Por: Andrés Felipe Castañeda.–
Por algún capricho del destino, nací en este territorio geográfico conocido como Colombia. Soy colombiano, eso dice mi cédula. También dice que soy un número, y que por medio de ese número, el gobierno puede, de alguna manera –o muchas-, identificarme y controlarme.
Cuando me atrevo a mirar a mi alrededor, puedo leer en lo que me rodea algo que va más allá de las riquezas de esta tierra. Riqueza que está en manos de unos pocos, mientras los demás trabajan –los que aún tienen empleo- para que ellos no pierdan esa riqueza a la que tienen derecho, que han heredado y que el día de mañana heredarán a sus hijos, junto con el derecho a dirigir el destino del país, con el fin de perpetuar sus intereses.
Escuchar hablar a un colombiano promedio, es escuchar a la mayoría de la población. Los colombianos no son de derecha, como algunos se atreven a afirmar. Los colombianos militan en la ultra-derecha.
Colombia nunca dejó de ser un país inmundamente godo, ciegamente Católico, Apostólico y Romano. Además de un país mentiroso, un país que ama las mentiras y que además la siente como necesarias.
Esto hace que en Colombia, la verdad sea peligrosa, temida, perseguida, y que se cuestione a quienes se atreven a decirla, porque muy pocas personas quieren escucharla, y de esas personas se encargan nuestros verdugos. Las demás, aceptan una única verdad, que aunque es mentira, resulta más cómoda que la realidad. En este país, la verdad es un crimen, un crimen que se paga con persecución, cárcel, o en muchos casos, con la muerte.
Puede verse en esta tierra mucho más que la biodiversidad y los hermosos paisajes que el gobierno ha sabido, hábilmente, utilizar a su favor.
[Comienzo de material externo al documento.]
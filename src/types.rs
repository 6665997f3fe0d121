use crate::error::{BattleError, Result};
use phf::phf_map;
use serde::{Deserialize, Serialize};
use std::collections::HashMap;

// Ref: pokemon-showdown/sim/dex-data.ts: only non-neutral multipliers are listed.
static STANDARD_CHART: phf::Map<&'static str, &'static [(&'static str, f64)]> = phf_map! {
    "normal" => &[("rock", 0.5), ("steel", 0.5), ("ghost", 0.0)],
    "fire" => &[
        ("fire", 0.5), ("water", 0.5), ("rock", 0.5), ("dragon", 0.5),
        ("grass", 2.0), ("ice", 2.0), ("bug", 2.0), ("steel", 2.0),
    ],
    "water" => &[
        ("water", 0.5), ("grass", 0.5), ("dragon", 0.5),
        ("fire", 2.0), ("ground", 2.0), ("rock", 2.0),
    ],
    "electric" => &[
        ("electric", 0.5), ("grass", 0.5), ("dragon", 0.5),
        ("water", 2.0), ("flying", 2.0), ("ground", 0.0),
    ],
    "grass" => &[
        ("fire", 0.5), ("grass", 0.5), ("poison", 0.5), ("flying", 0.5),
        ("bug", 0.5), ("dragon", 0.5), ("steel", 0.5),
        ("water", 2.0), ("ground", 2.0), ("rock", 2.0),
    ],
    "ice" => &[
        ("fire", 0.5), ("water", 0.5), ("ice", 0.5), ("steel", 0.5),
        ("grass", 2.0), ("ground", 2.0), ("flying", 2.0), ("dragon", 2.0),
    ],
    "fighting" => &[
        ("normal", 2.0), ("ice", 2.0), ("rock", 2.0), ("dark", 2.0), ("steel", 2.0),
        ("poison", 0.5), ("flying", 0.5), ("psychic", 0.5), ("bug", 0.5), ("fairy", 0.5),
        ("ghost", 0.0),
    ],
    "poison" => &[
        ("grass", 2.0), ("fairy", 2.0),
        ("poison", 0.5), ("ground", 0.5), ("rock", 0.5), ("ghost", 0.5),
        ("steel", 0.0),
    ],
    "ground" => &[
        ("fire", 2.0), ("electric", 2.0), ("poison", 2.0), ("rock", 2.0), ("steel", 2.0),
        ("grass", 0.5), ("bug", 0.5),
        ("flying", 0.0),
    ],
    "flying" => &[
        ("grass", 2.0), ("fighting", 2.0), ("bug", 2.0),
        ("electric", 0.5), ("rock", 0.5), ("steel", 0.5),
    ],
    "psychic" => &[
        ("fighting", 2.0), ("poison", 2.0),
        ("psychic", 0.5), ("steel", 0.5),
        ("dark", 0.0),
    ],
    "bug" => &[
        ("grass", 2.0), ("psychic", 2.0), ("dark", 2.0),
        ("fire", 0.5), ("fighting", 0.5), ("poison", 0.5), ("flying", 0.5),
        ("ghost", 0.5), ("steel", 0.5), ("fairy", 0.5),
    ],
    "rock" => &[
        ("fire", 2.0), ("ice", 2.0), ("flying", 2.0), ("bug", 2.0),
        ("fighting", 0.5), ("ground", 0.5), ("steel", 0.5),
    ],
    "ghost" => &[("ghost", 2.0), ("psychic", 2.0), ("dark", 0.5), ("normal", 0.0)],
    "dragon" => &[("dragon", 2.0), ("steel", 0.5), ("fairy", 0.0)],
    "dark" => &[
        ("psychic", 2.0), ("ghost", 2.0),
        ("fighting", 0.5), ("dark", 0.5), ("fairy", 0.5),
    ],
    "steel" => &[
        ("rock", 2.0), ("ice", 2.0), ("fairy", 2.0),
        ("fire", 0.5), ("water", 0.5), ("electric", 0.5), ("steel", 0.5),
    ],
    "fairy" => &[
        ("fighting", 2.0), ("dragon", 2.0), ("dark", 2.0),
        ("fire", 0.5), ("poison", 0.5), ("steel", 0.5),
    ],
};

/// Attacking type -> defending type -> multiplier. Missing entries are neutral.
#[derive(Debug, Clone, Default, PartialEq, Serialize, Deserialize)]
#[serde(transparent)]
pub struct TypeChart {
    rows: HashMap<String, HashMap<String, f64>>,
}

impl TypeChart {
    /// The full 18-type chart.
    pub fn standard() -> Self {
        let rows = STANDARD_CHART
            .entries()
            .map(|(attacking, row)| {
                let row = row
                    .iter()
                    .map(|(defending, mult)| (defending.to_string(), *mult))
                    .collect();
                (attacking.to_string(), row)
            })
            .collect();
        TypeChart { rows }
    }

    /// Parses a nested `{"fire": {"grass": 2.0}}` table. Keys are lowercased.
    pub fn from_json(raw: &str) -> Result<Self> {
        let parsed: HashMap<String, HashMap<String, f64>> = serde_json::from_str(raw)?;
        let mut chart = TypeChart::default();
        for (attacking, row) in parsed {
            for (defending, mult) in row {
                chart.set(&attacking, &defending, mult)?;
            }
        }
        Ok(chart)
    }

    pub fn set(&mut self, attacking: &str, defending: &str, multiplier: f64) -> Result<()> {
        if !multiplier.is_finite() || multiplier < 0.0 {
            return Err(BattleError::InvalidCatalog {
                entry: format!("{attacking}->{defending}"),
                reason: format!("multiplier must be a non-negative number, got {multiplier}"),
            });
        }
        self.rows
            .entry(attacking.trim().to_ascii_lowercase())
            .or_default()
            .insert(defending.trim().to_ascii_lowercase(), multiplier);
        Ok(())
    }

    /// Merges `other` cell by cell; its entries win.
    pub fn extend(&mut self, other: TypeChart) {
        for (attacking, row) in other.rows {
            self.rows.entry(attacking).or_default().extend(row);
        }
    }

    pub fn single(&self, attacking: &str, defending: &str) -> f64 {
        let atk = attacking.to_ascii_lowercase();
        let def = defending.to_ascii_lowercase();
        self.rows
            .get(&atk)
            .and_then(|row| row.get(&def))
            .copied()
            .unwrap_or(1.0)
    }

    /// Product over every defending type; an empty list is neutral.
    pub fn effectiveness(&self, move_type: &str, target_types: &[String]) -> f64 {
        target_types
            .iter()
            .map(|t| self.single(move_type, t))
            .product()
    }
}
use crate::error::{BattleError, Result};
use crate::moves::move_id;
use serde::{Deserialize, Serialize};
use std::collections::HashMap;
use std::fmt;

pub const DEFAULT_NAME: &str = "unknown";
pub const DEFAULT_STAT: u32 = 50;
pub const DEFAULT_TYPE: &str = "normal";
pub const DEFAULT_MOVE: &str = "tackle";
/// Species feed records can list hundreds of learnable moves; only the head is kept.
pub const FOREIGN_MOVE_LIMIT: usize = 15;

#[derive(Debug, Clone, Copy, PartialEq, Eq, PartialOrd, Ord, Hash, Serialize, Deserialize)]
#[serde(rename_all = "lowercase")]
pub enum Status {
    #[serde(alias = "brn")]
    Burn,
    #[serde(alias = "psn")]
    Poison,
    #[serde(alias = "slp", alias = "asleep")]
    Sleep,
    #[serde(alias = "paralysis", alias = "par")]
    Paralyze,
    #[serde(alias = "frz", alias = "frozen")]
    Freeze,
}

impl Status {
    /// Case-insensitive parse. `Ok(None)` for an empty or `none` value.
    pub fn parse(raw: &str) -> Result<Option<Status>> {
        let key = raw.trim().to_ascii_lowercase();
        let status = match key.as_str() {
            "" | "none" => return Ok(None),
            "burn" | "brn" => Status::Burn,
            "poison" | "psn" => Status::Poison,
            "sleep" | "slp" | "asleep" => Status::Sleep,
            "paralyze" | "paralysis" | "par" => Status::Paralyze,
            "freeze" | "frz" | "frozen" => Status::Freeze,
            other => {
                return Err(BattleError::MalformedCombatant {
                    reason: format!("unknown status {other:?}"),
                })
            }
        };
        Ok(Some(status))
    }

    pub fn as_str(self) -> &'static str {
        match self {
            Status::Burn => "burn",
            Status::Poison => "poison",
            Status::Sleep => "sleep",
            Status::Paralyze => "paralyze",
            Status::Freeze => "freeze",
        }
    }
}

impl fmt::Display for Status {
    fn fmt(&self, f: &mut fmt::Formatter<'_>) -> fmt::Result {
        f.write_str(self.as_str())
    }
}

#[derive(Debug, Clone, Copy, PartialEq, Eq, PartialOrd, Ord, Hash, Serialize, Deserialize)]
#[serde(rename_all = "snake_case")]
pub enum Stat {
    Attack,
    Defense,
    SpAttack,
    SpDefense,
    Speed,
}

/// One side of a battle.
#[derive(Debug, Clone, PartialEq, Serialize, Deserialize)]
pub struct Combatant {
    pub name: String,
    pub types: Vec<String>,
    pub hp: u32,
    pub max_hp: u32,
    pub attack: u32,
    pub defense: u32,
    pub speed: u32,
    pub available_moves: Vec<String>,
    pub status: Option<Status>,
    pub status_turns: u32,
}

impl Combatant {
    pub fn is_fainted(&self) -> bool {
        self.hp == 0
    }

    pub fn has_type(&self, type_name: &str) -> bool {
        self.types.iter().any(|t| t.eq_ignore_ascii_case(type_name))
    }

    /// Returns the hp actually lost.
    pub fn take_damage(&mut self, amount: u32) -> u32 {
        let lost = amount.min(self.hp);
        self.hp -= lost;
        lost
    }

    /// Returns the hp actually restored.
    pub fn heal(&mut self, amount: u32) -> u32 {
        let restored = amount.min(self.max_hp.saturating_sub(self.hp));
        self.hp += restored;
        restored
    }

    /// Pulls hp back inside `0..=max_hp` for state that skipped normalization.
    pub fn clamp_hp(&mut self) {
        self.max_hp = self.max_hp.max(1);
        self.hp = self.hp.min(self.max_hp);
    }

    pub fn set_status(&mut self, status: Status, turns: u32) {
        self.status = Some(status);
        self.status_turns = if status == Status::Sleep { turns } else { 0 };
    }

    pub fn clear_status(&mut self) {
        self.status = None;
        self.status_turns = 0;
    }

    pub fn knows_move(&self, move_name: &str) -> bool {
        let id = move_id(move_name);
        self.available_moves.iter().any(|m| move_id(m) == id)
    }

    pub fn hp_fraction(&self) -> f64 {
        self.hp as f64 / self.max_hp.max(1) as f64
    }
}

#[derive(Debug, Clone, Deserialize)]
#[serde(untagged)]
pub enum TypeList {
    One(String),
    Many(Vec<String>),
}

impl Default for TypeList {
    fn default() -> Self {
        TypeList::Many(Vec::new())
    }
}

impl TypeList {
    fn into_vec(self) -> Vec<String> {
        match self {
            TypeList::One(t) => vec![t],
            TypeList::Many(list) => list,
        }
    }
}

#[derive(Debug, Clone, Default, Deserialize)]
#[serde(deny_unknown_fields)]
pub struct FlatFields {
    #[serde(default)]
    pub name: Option<String>,
    #[serde(default)]
    pub types: TypeList,
    #[serde(default)]
    pub hp: Option<f64>,
    #[serde(default)]
    pub max_hp: Option<f64>,
    #[serde(default)]
    pub attack: Option<u32>,
    #[serde(default)]
    pub defense: Option<u32>,
    #[serde(default)]
    pub speed: Option<u32>,
    #[serde(default, alias = "moves")]
    pub available_moves: Vec<String>,
    #[serde(default)]
    pub status: Option<String>,
    #[serde(default)]
    pub status_turns: Option<u32>,
}

#[derive(Debug, Clone, Default, Deserialize)]
#[serde(deny_unknown_fields)]
pub struct StatBlock {
    #[serde(default)]
    pub hp: Option<u32>,
    #[serde(default)]
    pub attack: Option<u32>,
    #[serde(default)]
    pub defense: Option<u32>,
    #[serde(default)]
    pub speed: Option<u32>,
}

#[derive(Debug, Clone, Deserialize)]
#[serde(deny_unknown_fields)]
pub struct NestedStats {
    #[serde(default)]
    pub name: Option<String>,
    #[serde(default)]
    pub types: TypeList,
    pub stats: StatBlock,
    #[serde(default, alias = "available_moves")]
    pub moves: Vec<String>,
    #[serde(default)]
    pub status: Option<String>,
}

/// Species record as served by the combatant source feed.
#[derive(Debug, Clone, Deserialize)]
pub struct SpeciesInfo {
    pub name: String,
    pub types: Vec<String>,
    pub abilities: Vec<String>,
    pub stats: HashMap<String, u32>,
    #[serde(default)]
    pub moves: Vec<String>,
}

/// Accepted combatant shapes. Anything else fails to deserialize.
#[derive(Debug, Clone, Deserialize)]
#[serde(untagged)]
pub enum CombatantInput {
    Foreign(SpeciesInfo),
    Nested(NestedStats),
    Flat(FlatFields),
}

impl CombatantInput {
    pub fn from_json(raw: &str) -> Result<Self> {
        serde_json::from_str(raw).map_err(|err| BattleError::MalformedCombatant {
            reason: err.to_string(),
        })
    }

    pub fn normalize(self) -> Result<Combatant> {
        let draft = match self {
            CombatantInput::Flat(flat) => Draft {
                name: flat.name,
                types: flat.types.into_vec(),
                hp: flat.hp.map(round_stat),
                max_hp: flat.max_hp.map(round_stat),
                attack: flat.attack,
                defense: flat.defense,
                speed: flat.speed,
                moves: flat.available_moves,
                status: flat.status,
                status_turns: flat.status_turns,
            },
            CombatantInput::Nested(nested) => Draft {
                name: nested.name,
                types: nested.types.into_vec(),
                hp: nested.stats.hp,
                max_hp: None,
                attack: nested.stats.attack,
                defense: nested.stats.defense,
                speed: nested.stats.speed,
                moves: nested.moves,
                status: nested.status,
                status_turns: None,
            },
            CombatantInput::Foreign(info) => Draft {
                name: Some(info.name),
                types: info.types,
                hp: info.stats.get("hp").copied(),
                max_hp: None,
                attack: info.stats.get("attack").copied(),
                defense: info.stats.get("defense").copied(),
                speed: info.stats.get("speed").copied(),
                moves: info.moves.into_iter().take(FOREIGN_MOVE_LIMIT).collect(),
                status: None,
                status_turns: None,
            },
        };
        draft.build()
    }
}

impl From<Combatant> for CombatantInput {
    fn from(c: Combatant) -> Self {
        CombatantInput::Flat(FlatFields {
            name: Some(c.name),
            types: TypeList::Many(c.types),
            hp: Some(c.hp as f64),
            max_hp: Some(c.max_hp as f64),
            attack: Some(c.attack),
            defense: Some(c.defense),
            speed: Some(c.speed),
            available_moves: c.available_moves,
            status: c.status.map(|s| s.to_string()),
            status_turns: Some(c.status_turns),
        })
    }
}

impl TryFrom<CombatantInput> for Combatant {
    type Error = BattleError;

    fn try_from(input: CombatantInput) -> Result<Self> {
        input.normalize()
    }
}

fn round_stat(value: f64) -> u32 {
    if value.is_finite() && value > 0.0 {
        value.round().min(u32::MAX as f64) as u32
    } else {
        0
    }
}

struct Draft {
    name: Option<String>,
    types: Vec<String>,
    hp: Option<u32>,
    max_hp: Option<u32>,
    attack: Option<u32>,
    defense: Option<u32>,
    speed: Option<u32>,
    moves: Vec<String>,
    status: Option<String>,
    status_turns: Option<u32>,
}

impl Draft {
    fn build(self) -> Result<Combatant> {
        let name = self
            .name
            .map(|n| n.trim().to_string())
            .filter(|n| !n.is_empty())
            .unwrap_or_else(|| DEFAULT_NAME.to_string());

        let mut types: Vec<String> = Vec::new();
        for t in self.types {
            let t = t.trim().to_ascii_lowercase();
            if !t.is_empty() && !types.contains(&t) {
                types.push(t);
            }
        }
        if types.len() > 2 {
            return Err(BattleError::MalformedCombatant {
                reason: format!("{name} has {} types, at most 2 allowed", types.len()),
            });
        }
        if types.is_empty() {
            types.push(DEFAULT_TYPE.to_string());
        }

        let hp = self.hp.unwrap_or(DEFAULT_STAT);
        let max_hp = self.max_hp.unwrap_or(hp).max(1);
        let hp = hp.min(max_hp);

        let mut available_moves: Vec<String> = self
            .moves
            .into_iter()
            .map(|m| m.trim().to_string())
            .filter(|m| !m.is_empty())
            .collect();
        if available_moves.is_empty() {
            available_moves.push(DEFAULT_MOVE.to_string());
        }

        let status = match self.status {
            Some(raw) => Status::parse(&raw)?,
            None => None,
        };
        let status_turns = match status {
            Some(Status::Sleep) => self.status_turns.unwrap_or(0),
            _ => 0,
        };

        Ok(Combatant {
            name,
            types,
            hp,
            max_hp,
            attack: self.attack.unwrap_or(DEFAULT_STAT).max(1),
            defense: self.defense.unwrap_or(DEFAULT_STAT).max(1),
            speed: self.speed.unwrap_or(DEFAULT_STAT).max(1),
            available_moves,
            status,
            status_turns,
        })
    }
}

#[cfg(test)]
mod tests {
    use super::*;

    #[test]
    fn flat_input_applies_defaults() {
        let c = CombatantInput::from_json("{}").unwrap().normalize().unwrap();
        assert_eq!(c.name, "unknown");
        assert_eq!(c.types, vec!["normal"]);
        assert_eq!((c.hp, c.max_hp, c.attack, c.defense, c.speed), (50, 50, 50, 50, 50));
        assert_eq!(c.available_moves, vec!["tackle"]);
        assert_eq!(c.status, None);
    }

    #[test]
    fn flat_input_clamps_hp_and_reads_status() {
        let raw = r#"{"name": "charizard", "types": "Fire", "hp": 120.0, "max_hp": 78,
            "attack": 84, "defense": 78, "speed": 100, "moves": ["ember"],
            "status": "PAR", "status_turns": 3}"#;
        let c = CombatantInput::from_json(raw).unwrap().normalize().unwrap();
        assert_eq!(c.types, vec!["fire"]);
        assert_eq!((c.hp, c.max_hp), (78, 78));
        assert_eq!(c.status, Some(Status::Paralyze));
        assert_eq!(c.status_turns, 0);
    }

    #[test]
    fn nested_stats_block_is_accepted() {
        let raw = r#"{"name": "blastoise", "types": ["water"],
            "stats": {"hp": 79, "attack": 83, "defense": 100, "speed": 78},
            "moves": ["water gun", "bite"]}"#;
        let c = CombatantInput::from_json(raw).unwrap().normalize().unwrap();
        assert_eq!((c.hp, c.max_hp, c.defense), (79, 79, 100));
        assert_eq!(c.available_moves, vec!["water gun", "bite"]);
    }

    #[test]
    fn species_record_keeps_known_stats() {
        let raw = r#"{"name": "pikachu", "types": ["electric"], "abilities": ["static"],
            "stats": {"hp": 35, "attack": 55, "defense": 40, "special-attack": 50, "speed": 90},
            "moves": ["thunder-shock", "quick-attack"], "weight": 60}"#;
        let c = CombatantInput::from_json(raw).unwrap().normalize().unwrap();
        assert_eq!((c.hp, c.attack, c.defense, c.speed), (35, 55, 40, 90));
        assert!(c.knows_move("Thunder Shock"));
    }

    #[test]
    fn rejects_unrecognised_shapes() {
        assert!(CombatantInput::from_json(r#"{"name": "x", "level": 5}"#).is_err());
        assert!(CombatantInput::from_json("[1, 2]").is_err());
        let too_many = r#"{"types": ["fire", "water", "grass"]}"#;
        let err = CombatantInput::from_json(too_many).unwrap().normalize();
        assert!(matches!(err, Err(BattleError::MalformedCombatant { .. })));
        let bad_status = r#"{"status": "confused"}"#;
        assert!(CombatantInput::from_json(bad_status).unwrap().normalize().is_err());
    }

    #[test]
    fn combatant_round_trips_through_flat_input() {
        let mut c = CombatantInput::from_json(r#"{"name": "snorlax", "hp": 160}"#)
            .unwrap()
            .normalize()
            .unwrap();
        c.take_damage(40);
        c.set_status(Status::Sleep, 2);
        let back = CombatantInput::from(c.clone()).normalize().unwrap();
        assert_eq!(back, c);
    }

    #[test]
    fn hp_stays_within_bounds() {
        let mut c = CombatantInput::from_json(r#"{"hp": 10}"#).unwrap().normalize().unwrap();
        assert_eq!(c.take_damage(25), 10);
        assert_eq!(c.hp, 0);
        assert_eq!(c.heal(50), 10);
        assert_eq!(c.hp, 10);
    }

    #[test]
    fn heal_and_clamp_tolerate_hp_above_max() {
        let mut c = CombatantInput::Flat(FlatFields {
            hp: Some(200.0),
            ..FlatFields::default()
        })
        .normalize()
        .unwrap();
        c.hp = 300;
        assert_eq!(c.heal(50), 0);
        c.clamp_hp();
        assert_eq!(c.hp, 200);
        c.max_hp = 0;
        c.clamp_hp();
        assert_eq!((c.hp, c.max_hp), (1, 1));
    }
}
Todo el que habla, todo el que denuncia, es terrorista, porque el gobierno así lo dice. Todo el que intenta que recordemos, es resentido y aliado de la guerrilla, porque el gobierno así lo dice.
Prueba de ello, es la detención arbitraria en contra de un camarógrafo del programa Contravía del periodista Holman Morris, acusado tantas veces de ser aliado de las Farc, llevada a cabo la semana pasada, mientras caminaba por las calles de Bogotá.
Surge como una amenaza, casi como un insulto a nuestra inteligencia, la petición del presidente Santos en los días anteriores a los ciudadanos y organizaciones de no intervenir en temas de paz. Sucede que para nuestros dirigentes, no somos otra cosa que la multitud que los elige y le entrega su libertad y soberanía cada 4 años. Estas palabras son características de un mandatario fascista, de un cirquero maquiavélico que quiere mantener a la población al margen de las actuaciones de su gobierno.
Todo esto ocurre porque la verdad es una amenaza y porque la mentira es atractiva y deseable, todo pasa de esta manera porque decir la verdad, y trabajar para construir una sociedad más educada e inteligente es castigado por diversos agentes que obedecen siempre a los mismos intereses.
Es lo que la historia del país del Sangrado Corazón sentenció en los casos de Luis Fernando Vélez, Gabriel Jaime Santamaría y Hector Abad Gómez, solo por mencionar algunos, todos ellos miembros del Comité para la Defensa de los Derechos Humanos de Antioquia, asesinados en 1987. Ellos eran hombres buenos, que se atrevieron no solo a denunciar, sino también a proponer alternativas para construir un país mejor. Cabe también recordar el conocido caso del periodista y humorista Jaime garzón, asesinado el 13 de agosto de 1999.
Colombia es un país sin memoria, y esta es solo una de nuestras verdades. Los criminales están por todas partes, infiltrados en todas las ramas del poder y se acusan entre ellos, mientras nosotros somos sus espectadores.